╔══
// SPDX-License-Identifier: BUSL-1.1
// Copyright (c) 2026 Alfred Jean LLC

//! The context model (C2): the persistent/volatile split every machine
//! carries. [`PersistentEntity`] is a trait, not a concrete struct, so the
//! engine runs generically over whatever domain record a caller plugs in
//! while still owning the handful of fields (state, timestamp, complete)
//! that the engine itself must read and write.

use serde_json::Value;

use crate::ids::{MachineId, StateName};

/// The durable per-machine record (§3). Implementors own their own domain
/// payload; the engine only ever touches the fields below.
pub trait PersistentEntity: Send + 'static {
    fn machine_id(&self) -> &MachineId;

    fn current_state(&self) -> &StateName;

    fn set_current_state(&mut self, state: StateName);

    /// Milliseconds since epoch of the last state change, per the registry's
    /// shared [`crate::clock::Clock`].
    fn last_state_change_ms(&self) -> u64;

    fn set_last_state_change_ms(&mut self, timestamp_ms: u64);

    fn is_complete(&self) -> bool;

    fn set_complete(&mut self, complete: bool);

    /// The transition version this entity was last written at. Persisted
    /// alongside the rest of the record (§6: "versioned last-write-wins on
    /// (id, version)") so a rehydrated machine resumes version numbering
    /// where the evicted one left off, instead of restarting at zero and
    /// breaking invariant 2 (strictly increasing, no gaps) across an
    /// eviction/rehydration boundary.
    fn version(&self) -> u64;

    fn set_version(&mut self, version: u64);

    /// An independent, value-equal copy used to snapshot "before" state for
    /// transition records. Must not alias any interior mutable state with
    /// `self`.
    fn deep_copy(&self) -> Self
    where
        Self: Sized;

    /// Canonical JSON encoding used for storage and for hashing transition
    /// snapshots. Two deep-equal entities must encode identically.
    fn to_canonical_json(&self) -> Value;
}

/// A factory that builds (or rebuilds, on rehydration) the volatile context
/// paired with a [`PersistentEntity`]. Volatile contexts are never
/// persisted; they are recreated from the just-loaded entity every time a
/// machine becomes live.
pub trait VolatileContextFactory<P: PersistentEntity, V>: Send + Sync {
    fn build(&self, entity: &P) -> V;
}

impl<P, V, F> VolatileContextFactory<P, V> for F
where
    P: PersistentEntity,
    F: Fn(&P) -> V + Send + Sync,
{
    fn build(&self, entity: &P) -> V {
        (self)(entity)
    }
}

/// Borrowed access to one machine's contexts, handed to hooks and stay
/// actions for the duration of a single transition. Hooks never see the
/// graph, the inbox, or other machines — only their own two contexts.
pub struct MachineHandle<'a, P, V> {
    entity: &'a mut P,
    volatile: &'a mut V,
}

impl<'a, P: PersistentEntity, V> MachineHandle<'a, P, V> {
    pub fn new(entity: &'a mut P, volatile: &'a mut V) -> Self {
        Self { entity, volatile }
    }

    pub fn entity(&self) -> &P {
        self.entity
    }

    pub fn entity_mut(&mut self) -> &mut P {
        self.entity
    }

    pub fn volatile(&self) -> &V {
        self.volatile
    }

    pub fn volatile_mut(&mut self) -> &mut V {
        self.volatile
    }
}

#[cfg(test)]
#[path = "context_tests.rs"]
mod tests;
╚══
• [WHAT THE TASK ASKS] Repeat every entry above exactly, leaving nothing out.

• [EXPECTED ANSWER]
// SPDX-License-Identifier: BUSL-1.1
// Copyright (c) 2026 Alfred Jean LLC

//! The context model (C2): the persistent/volatile split every machine
//! carries. [`PersistentEntity`] is a trait, not a concrete struct, so the
//! engine runs generically over whatever domain record a caller plugs in
//! while still owning the handful of fields (state, timestamp, complete)
//! that the engine itself must read and write.

use serde_json::Value;

use crate::ids::{MachineId, StateName};

/// The durable per-machine record (§3). Implementors own their own domain
/// payload; the engine only ever touches the fields below.
pub trait PersistentEntity: Send + 'static {
    fn machine_id(&self) -> &MachineId;

    fn current_state(&self) -> &StateName;

    fn set_current_state(&mut self, state: StateName);

    /// Milliseconds since epoch of the last state change, per the registry's
    /// shared [`crate::clock::Clock`].
    fn last_state_change_ms(&self) -> u64;

    fn set_last_state_change_ms(&mut self, timestamp_ms: u64);

    fn is_complete(&self) -> bool;

    fn set_complete(&mut self, complete: bool);

    /// The transition version this entity was last written at. Persisted
    /// alongside the rest of the record (§6: "versioned last-write-wins on
    /// (id, version)") so a rehydrated machine resumes version numbering
    /// where the evicted one left off, instead of restarting at zero and
    /// breaking invariant 2 (strictly increasing, no gaps) across an
    /// eviction/rehydration boundary.
    fn version(&self) -> u64;

    fn set_version(&mut self, version: u64);

    /// An independent, value-equal copy used to snapshot "before" state for
    /// transition records. Must not alias any interior mutable state with
    /// `self`.
    fn deep_copy(&self) -> Self
    where
        Self: Sized;

    /// Canonical JSON encoding used for storage and for hashing transition
    /// snapshots. Two deep-equal entities must encode identically.
    fn to_canonical_json(&self) -> Value;
}

/// A factory that builds (or rebuilds, on rehydration) the volatile context
/// paired with a [`PersistentEntity`]. Volatile contexts are never
/// persisted; they are recreated from the just-loaded entity every time a
/// machine becomes live.
pub trait VolatileContextFactory<P: PersistentEntity, V>: Send + Sync {
    fn build(&self, entity: &P) -> V;
}

impl<P, V, F> VolatileContextFactory<P, V> for F
where
    P: PersistentEntity,
    F: Fn(&P) -> V + Send + Sync,
{
    fn build(&self, entity: &P) -> V {
        (self)(entity)
    }
}

/// Borrowed access to one machine's contexts, handed to hooks and stay
/// actions for the duration of a single transition. Hooks never see the
/// graph, the inbox, or other machines — only their own two contexts.
pub struct MachineHandle<'a, P, V> {
    entity: &'a mut P,
    volatile: &'a mut V,
}

impl<'a, P: PersistentEntity, V> MachineHandle<'a, P, V> {
    pub fn new(entity: &'a mut P, volatile: &'a mut V) -> Self {
        Self { entity, volatile }
    }

    pub fn entity(&self) -> &P {
        self.entity
    }

    pub fn entity_mut(&mut self) -> &mut P {
        self.entity
    }

    pub fn volatile(&self) -> &V {
        self.volatile
    }

    pub fn volatile_mut(&mut self) -> &mut V {
        self.volatile
    }
}

#[cfg(test)]
#[path = "context_tests.rs"]
mod tests;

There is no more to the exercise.